------ Exercise material ------

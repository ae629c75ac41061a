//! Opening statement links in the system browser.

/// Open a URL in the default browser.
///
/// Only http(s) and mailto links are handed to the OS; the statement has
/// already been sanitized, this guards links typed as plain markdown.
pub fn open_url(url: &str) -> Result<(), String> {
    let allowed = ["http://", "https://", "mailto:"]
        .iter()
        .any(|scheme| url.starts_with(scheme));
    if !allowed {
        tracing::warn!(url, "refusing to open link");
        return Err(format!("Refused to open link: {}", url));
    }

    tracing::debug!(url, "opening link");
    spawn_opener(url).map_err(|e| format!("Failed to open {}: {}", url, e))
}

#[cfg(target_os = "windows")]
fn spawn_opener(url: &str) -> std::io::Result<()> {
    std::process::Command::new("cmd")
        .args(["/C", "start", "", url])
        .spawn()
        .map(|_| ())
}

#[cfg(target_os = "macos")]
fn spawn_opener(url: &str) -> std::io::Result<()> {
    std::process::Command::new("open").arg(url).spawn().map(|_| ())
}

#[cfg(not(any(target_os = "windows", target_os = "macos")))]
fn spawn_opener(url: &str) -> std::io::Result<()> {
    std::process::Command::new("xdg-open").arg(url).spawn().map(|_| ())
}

------
------ Exercise material ------

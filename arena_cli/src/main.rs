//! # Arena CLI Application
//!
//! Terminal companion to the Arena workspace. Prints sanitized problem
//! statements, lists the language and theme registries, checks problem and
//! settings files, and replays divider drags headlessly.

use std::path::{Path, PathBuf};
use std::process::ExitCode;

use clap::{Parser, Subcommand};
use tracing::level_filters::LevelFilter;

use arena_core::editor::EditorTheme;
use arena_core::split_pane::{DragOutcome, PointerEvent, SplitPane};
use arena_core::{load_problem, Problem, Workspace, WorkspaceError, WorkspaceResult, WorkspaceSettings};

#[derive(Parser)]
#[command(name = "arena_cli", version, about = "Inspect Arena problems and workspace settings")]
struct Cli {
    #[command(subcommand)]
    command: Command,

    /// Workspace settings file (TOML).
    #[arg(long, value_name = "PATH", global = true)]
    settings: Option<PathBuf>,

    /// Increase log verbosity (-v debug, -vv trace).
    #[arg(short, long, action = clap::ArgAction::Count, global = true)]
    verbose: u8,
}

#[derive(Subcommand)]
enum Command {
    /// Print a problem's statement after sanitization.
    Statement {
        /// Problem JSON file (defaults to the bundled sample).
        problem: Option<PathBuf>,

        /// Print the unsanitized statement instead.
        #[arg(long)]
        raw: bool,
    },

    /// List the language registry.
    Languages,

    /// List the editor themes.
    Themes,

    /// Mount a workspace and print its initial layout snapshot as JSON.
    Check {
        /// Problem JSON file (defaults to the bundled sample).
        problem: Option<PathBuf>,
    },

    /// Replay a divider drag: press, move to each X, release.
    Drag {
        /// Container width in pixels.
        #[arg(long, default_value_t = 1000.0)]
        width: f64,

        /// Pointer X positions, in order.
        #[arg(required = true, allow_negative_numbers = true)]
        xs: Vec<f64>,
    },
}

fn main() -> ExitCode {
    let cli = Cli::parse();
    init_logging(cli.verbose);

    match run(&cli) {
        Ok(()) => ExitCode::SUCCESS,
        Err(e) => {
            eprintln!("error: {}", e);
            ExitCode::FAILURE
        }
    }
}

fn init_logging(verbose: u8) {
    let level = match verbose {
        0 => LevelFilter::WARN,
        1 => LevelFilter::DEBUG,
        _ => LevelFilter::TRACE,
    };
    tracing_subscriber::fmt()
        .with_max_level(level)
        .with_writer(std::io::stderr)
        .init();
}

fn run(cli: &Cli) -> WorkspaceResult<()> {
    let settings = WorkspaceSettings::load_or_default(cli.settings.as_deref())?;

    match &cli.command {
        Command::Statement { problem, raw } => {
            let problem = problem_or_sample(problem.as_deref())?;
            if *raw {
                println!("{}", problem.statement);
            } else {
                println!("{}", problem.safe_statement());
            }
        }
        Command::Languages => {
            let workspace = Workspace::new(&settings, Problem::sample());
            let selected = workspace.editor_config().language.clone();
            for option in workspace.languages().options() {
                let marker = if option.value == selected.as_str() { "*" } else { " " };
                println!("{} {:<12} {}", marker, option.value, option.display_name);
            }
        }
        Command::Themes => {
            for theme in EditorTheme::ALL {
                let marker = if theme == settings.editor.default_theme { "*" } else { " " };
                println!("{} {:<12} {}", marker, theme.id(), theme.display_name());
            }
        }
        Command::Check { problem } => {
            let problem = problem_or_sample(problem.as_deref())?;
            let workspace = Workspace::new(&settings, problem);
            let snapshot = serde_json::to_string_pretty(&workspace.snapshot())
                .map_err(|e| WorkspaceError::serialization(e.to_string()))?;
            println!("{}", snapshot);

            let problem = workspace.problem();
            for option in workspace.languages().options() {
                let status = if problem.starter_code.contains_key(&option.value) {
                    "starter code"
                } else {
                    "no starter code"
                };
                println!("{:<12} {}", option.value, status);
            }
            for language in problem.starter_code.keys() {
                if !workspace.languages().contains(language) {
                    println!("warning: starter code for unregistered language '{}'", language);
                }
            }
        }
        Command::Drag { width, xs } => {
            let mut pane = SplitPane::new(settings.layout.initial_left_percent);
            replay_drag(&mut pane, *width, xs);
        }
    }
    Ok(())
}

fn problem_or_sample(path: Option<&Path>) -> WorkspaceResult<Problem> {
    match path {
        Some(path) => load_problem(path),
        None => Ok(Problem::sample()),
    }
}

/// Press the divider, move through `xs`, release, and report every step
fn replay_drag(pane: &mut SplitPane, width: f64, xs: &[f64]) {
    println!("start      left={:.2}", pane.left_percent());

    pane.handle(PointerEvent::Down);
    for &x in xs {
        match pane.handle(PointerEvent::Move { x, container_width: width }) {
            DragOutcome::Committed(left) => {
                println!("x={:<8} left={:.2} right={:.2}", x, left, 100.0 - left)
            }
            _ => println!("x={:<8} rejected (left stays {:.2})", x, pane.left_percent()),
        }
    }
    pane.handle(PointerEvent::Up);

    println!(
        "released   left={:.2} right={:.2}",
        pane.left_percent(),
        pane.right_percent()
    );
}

------

→ **Your instructions**
Whenever a line holds "status", it counts; state the total for the records and add nothing.

→ **Solved exercise**
2